Items from a dataset
•••
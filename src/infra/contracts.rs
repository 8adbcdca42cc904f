use anyhow::Result;

use crate::infra::config::AppConfig;

pub trait ConfigAdapter {
    fn load(&self) -> Result<AppConfig>;

    /// Human-readable origin of the loaded values.
    fn describe_source(&self) -> String;
}
use std::{fs, path::Path};

use crate::{domain::global_state::GlobalState, infra::error::AppError};

/// Loads a JSON state snapshot to start from.
pub fn load_seed(path: &Path) -> Result<GlobalState, AppError> {
    let raw = fs::read_to_string(path).map_err(|source| AppError::SeedRead {
        path: path.to_path_buf(),
        source,
    })?;

    serde_json::from_str(&raw).map_err(|source| AppError::SeedParse {
        path: path.to_path_buf(),
        source,
    })
}

pub fn encode_state(global: &GlobalState) -> Result<String, AppError> {
    serde_json::to_string_pretty(global).map_err(AppError::StateEncode)
}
•••
Nothing but an exact reproduction of the entries is wanted.

filename src/infra/contracts.rs
repository 8adbcdca42cc904f
use anyhow::Result;

use crate::infra::config::AppConfig;

pub trait ConfigAdapter {
    fn load(&self) -> Result<AppConfig>;

    /// Human-readable origin of the loaded values.
    fn describe_source(&self) -> String;
}
use std::{fs, path::Path};

use crate::{domain::global_state::GlobalState, infra::error::AppError};

/// Loads a JSON state snapshot to start from.
pub fn load_seed(path: &Path) -> Result<GlobalState, AppError> {
    let raw = fs::read_to_string(path).map_err(|source| AppError::SeedRead {
        path: path.to_path_buf(),
        source,
    })?;

    serde_json::from_str(&raw).map_err(|source| AppError::SeedParse {
        path: path.to_path_buf(),
        source,
    })
}

pub fn encode_state(global: &GlobalState) -> Result<String, AppError> {
    serde_json::to_string_pretty(global).map_err(AppError::StateEncode)
}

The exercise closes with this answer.